Fourteen recent thiazolidine-2,4-diones bearing furan and/or thiophene heterocyclic rings have been designed, synthesized and assessed for their anticancer activities against four human tumor cell lines HepG2, A549, MCF-7 and HCT-116 targeting both VEGFR-2 and EGFR tyrosine kinases. Molecular design was carried out to investigate the binding mode of the proposed compounds with VEGFR-2 and EGFR receptors. HepG2 was the most susceptible cell line to the influence of our derivatives. Compounds 5g and 4g revealed the highest activities against HepG2 (IC50 = 3.86 and 6.22 mu M), A549 (IC50 = 7.55 and 12.92 mu M), MCF-7 (IC50 = 10.65 and 10.66 mu M) and HCT116 (IC50 = 9.04 and 11.17 mu M) tumor cell lines.
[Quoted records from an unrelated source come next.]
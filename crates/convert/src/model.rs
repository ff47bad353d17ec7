use serde::{Deserialize, Serialize};

/// Duration key of a temporary limit declared without an acceptable duration.
pub const UNBOUNDED_DURATION: u32 = i32::MAX as u32;

// ---------------------------------------------------------------------------
// Input
// ---------------------------------------------------------------------------

/// One raw operational limit as delivered by the grid-model source.
///
/// Type fields are kept as the raw strings the source carries; the
/// classifier decides what they mean.
#[derive(Debug, Clone, Default, PartialEq, Serialize, Deserialize)]
pub struct LimitRecord {
    pub source_id: String,
    /// Limit subclass name, e.g. `CurrentLimit` or `VoltageLimit`.
    pub subclass: String,
    /// Legacy free-text type name (`PATL`, `TATL`, `highVoltage`, ...).
    #[serde(default)]
    pub type_name: Option<String>,
    /// Normalized type code (`LimitTypeKind.patl`, `LimitKind.tatl`, ...).
    #[serde(default)]
    pub limit_type: Option<String>,
    #[serde(default)]
    pub normal_value: Option<f64>,
    #[serde(default)]
    pub value: Option<f64>,
    pub limit_set_id: String,
    #[serde(default)]
    pub limit_set_name: Option<String>,
    #[serde(default)]
    pub acceptable_duration: Option<f64>,
    #[serde(default)]
    pub direction: Option<String>,
    #[serde(default)]
    pub terminal_id: Option<String>,
    #[serde(default)]
    pub equipment_id: Option<String>,
    /// Container of the equipment; used when the equipment itself is unknown.
    #[serde(default)]
    pub container_id: Option<String>,
    #[serde(default)]
    pub name: Option<String>,
    #[serde(default)]
    pub short_name: Option<String>,
}

impl LimitRecord {
    /// Normal value when present, otherwise value, otherwise NaN.
    pub fn effective_value(&self) -> f64 {
        self.normal_value.or(self.value).unwrap_or(f64::NAN)
    }

    pub fn limit_set_name(&self) -> &str {
        self.limit_set_name.as_deref().unwrap_or(&self.limit_set_id)
    }

    /// Display name for a temporary limit: short name, then name, then source id.
    pub fn display_name(&self) -> &str {
        self.short_name
            .as_deref()
            .or(self.name.as_deref())
            .unwrap_or(&self.source_id)
    }

    /// Temporary slot key. Absent duration maps to [`UNBOUNDED_DURATION`];
    /// `None` means the declared duration is negative or not a number.
    ///
    /// Keys are whole seconds: a fractional duration is truncated (59.9 and 59
    /// share a slot), and any duration at or above [`UNBOUNDED_DURATION`]
    /// seconds saturates onto the unbounded slot. Slots therefore group by
    /// this key, not by the raw declared value.
    pub fn duration_key(&self) -> Option<u32> {
        match self.acceptable_duration {
            None => Some(UNBOUNDED_DURATION),
            Some(d) if d.is_finite() && d >= 0.0 => Some(d.min(UNBOUNDED_DURATION as f64) as u32),
            Some(_) => None,
        }
    }
}

// ---------------------------------------------------------------------------
// Classification
// ---------------------------------------------------------------------------

#[derive(Debug, Clone, Copy, PartialEq, Eq, Hash, PartialOrd, Ord, Serialize, Deserialize)]
pub enum LimitSubclass {
    #[serde(rename = "CurrentLimit")]
    Current,
    #[serde(rename = "ActivePowerLimit")]
    ActivePower,
    #[serde(rename = "ApparentPowerLimit")]
    ApparentPower,
}

impl LimitSubclass {
    pub const ALL: [LimitSubclass; 3] = [Self::Current, Self::ActivePower, Self::ApparentPower];

    pub fn as_str(&self) -> &'static str {
        match self {
            Self::Current => "CurrentLimit",
            Self::ActivePower => "ActivePowerLimit",
            Self::ApparentPower => "ApparentPowerLimit",
        }
    }

    pub fn from_key(s: &str) -> Option<Self> {
        Self::ALL.into_iter().find(|c| c.as_str() == s)
    }
}

impl std::fmt::Display for LimitSubclass {
    fn fmt(&self, f: &mut std::fmt::Formatter<'_>) -> std::fmt::Result {
        f.write_str(self.as_str())
    }
}

#[derive(Debug, Clone, Copy, PartialEq, Eq, Hash, Serialize)]
#[serde(rename_all = "snake_case")]
pub enum VoltageBound {
    High,
    Low,
}

impl std::fmt::Display for VoltageBound {
    fn fmt(&self, f: &mut std::fmt::Formatter<'_>) -> std::fmt::Result {
        match self {
            Self::High => write!(f, "high"),
            Self::Low => write!(f, "low"),
        }
    }
}

#[derive(Debug, Clone, Copy, PartialEq, Eq, Hash, Serialize)]
#[serde(rename_all = "snake_case")]
pub enum LoadingTier {
    Permanent,
    Temporary,
}

/// Declared direction of a temporary limit.
#[derive(Debug, Clone, PartialEq, Eq)]
pub enum Direction {
    High,
    Low,
    Absolute,
    Unspecified,
    Other(String),
}

impl Direction {
    /// Directions arrive as enumeration IRIs (`...OperationalLimitDirectionKind.high`),
    /// so only the suffix is significant.
    pub fn from_raw(raw: Option<&str>) -> Self {
        match raw {
            None => Self::Unspecified,
            Some(d) if d.ends_with("high") => Self::High,
            Some(d) if d.ends_with("absoluteValue") => Self::Absolute,
            Some(d) if d.ends_with("low") => Self::Low,
            Some(d) => Self::Other(d.to_string()),
        }
    }

    /// Only high and absolute limits (or limits with no direction, which
    /// default to absolute) can fill a temporary slot.
    pub fn fills_temporary_slot(&self) -> bool {
        matches!(self, Self::High | Self::Absolute | Self::Unspecified)
    }
}

// ---------------------------------------------------------------------------
// Attachment
// ---------------------------------------------------------------------------

/// Side of an equipment a limits group hangs off.
///
/// `Whole` is the implicit side of single-sided equipment; for symmetric
/// two-sided equipment it only exists transiently before fan-out.
#[derive(Debug, Clone, Copy, PartialEq, Eq, Hash, PartialOrd, Ord, Serialize, Deserialize)]
#[serde(rename_all = "snake_case")]
pub enum Side {
    Whole,
    One,
    Two,
    Three,
}

impl Side {
    pub fn from_number(n: u8) -> Option<Self> {
        match n {
            1 => Some(Self::One),
            2 => Some(Self::Two),
            3 => Some(Self::Three),
            _ => None,
        }
    }

    /// Token used in persisted keys: empty for the implicit side.
    pub fn key_token(&self) -> &'static str {
        match self {
            Self::Whole => "",
            Self::One => "1",
            Self::Two => "2",
            Self::Three => "3",
        }
    }

    pub fn from_key_token(s: &str) -> Option<Self> {
        match s {
            "" => Some(Self::Whole),
            "1" => Some(Self::One),
            "2" => Some(Self::Two),
            "3" => Some(Self::Three),
            _ => None,
        }
    }
}

impl std::fmt::Display for Side {
    fn fmt(&self, f: &mut std::fmt::Formatter<'_>) -> std::fmt::Result {
        match self {
            Self::Whole => write!(f, "whole"),
            Self::One => write!(f, "side1"),
            Self::Two => write!(f, "side2"),
            Self::Three => write!(f, "side3"),
        }
    }
}

#[derive(Debug, Clone, Copy, PartialEq, Eq, Hash, Serialize, Deserialize)]
#[serde(rename_all = "snake_case")]
pub enum EquipmentKind {
    Line,
    TwoWindingTransformer,
    ThreeWindingTransformer,
    DanglingLine,
    Switch,
    Injection,
}

impl EquipmentKind {
    /// Name used in diagnostics.
    pub fn class_name(self) -> &'static str {
        match self {
            Self::Line => "Line",
            Self::TwoWindingTransformer => "TwoWindingsTransformer",
            Self::ThreeWindingTransformer => "ThreeWindingsTransformer",
            Self::DanglingLine => "DanglingLine",
            Self::Switch => "Switch",
            Self::Injection => "Injection",
        }
    }
}

impl std::fmt::Display for EquipmentKind {
    fn fmt(&self, f: &mut std::fmt::Formatter<'_>) -> std::fmt::Result {
        f.write_str(self.class_name())
    }
}

/// Resolved destination of a loading limit.
#[derive(Debug, Clone, PartialEq, Eq)]
pub struct AttachmentTarget {
    pub equipment_id: String,
    pub kind: EquipmentKind,
    pub side: Side,
}

/// What a record was attached through; names the scope in diagnostics.
#[derive(Debug, Clone, PartialEq, Eq)]
pub enum Scope {
    Terminal(String),
    Equipment(String),
}

impl std::fmt::Display for Scope {
    fn fmt(&self, f: &mut std::fmt::Formatter<'_>) -> std::fmt::Result {
        match self {
            Self::Terminal(id) => write!(f, "Terminal {id}"),
            Self::Equipment(id) => write!(f, "Equipment {id}"),
        }
    }
}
Sorafenib (IC50 = 4.00, 4.04, 5.58 and 5.05 mu M) and elotinib (IC50 = 7.73, 5.49, 8.20 and 13.91 mu M) were used as reference standards. Furthermore, the most active cytotoxic compounds 4d, 4e, 4f, 4g, 5d, 5e, 5f and 5g were selected to assess their VEGFR-2 inhibitory effects. Derivatives 5g, 4g and 4f were observed to be the highest effective derivatives that inhibited VEGFR-2 at the submicromolar level (IC50 = 0.080, 0.083 and 0.095 RM respectively) in comparison to sorafenib (IC50 = 0.084 mu M). As well, compounds 4d, 4e, 4f, 4g, 5d, 5e, 5f and 5g were additionally assessed for their inhibitory activities against mutant EGFR(T790M). Compounds 5g and 4g could interfere with the EGFR(T790M) activity exhibiting stronger activities than elotinib with IC50 = 0.14 and 0.23 mu M respectively. Finally, our derivatives 4g, 5f and 5g showed a good in silico calculated ADMET profile. The obtained results showed that our compounds could be useful as a template for future design, optimization, adaptation and investigation to produce more potent and selective dual VEGFR-2/EGFR(T790m) inhibitors with higher anticancer activity.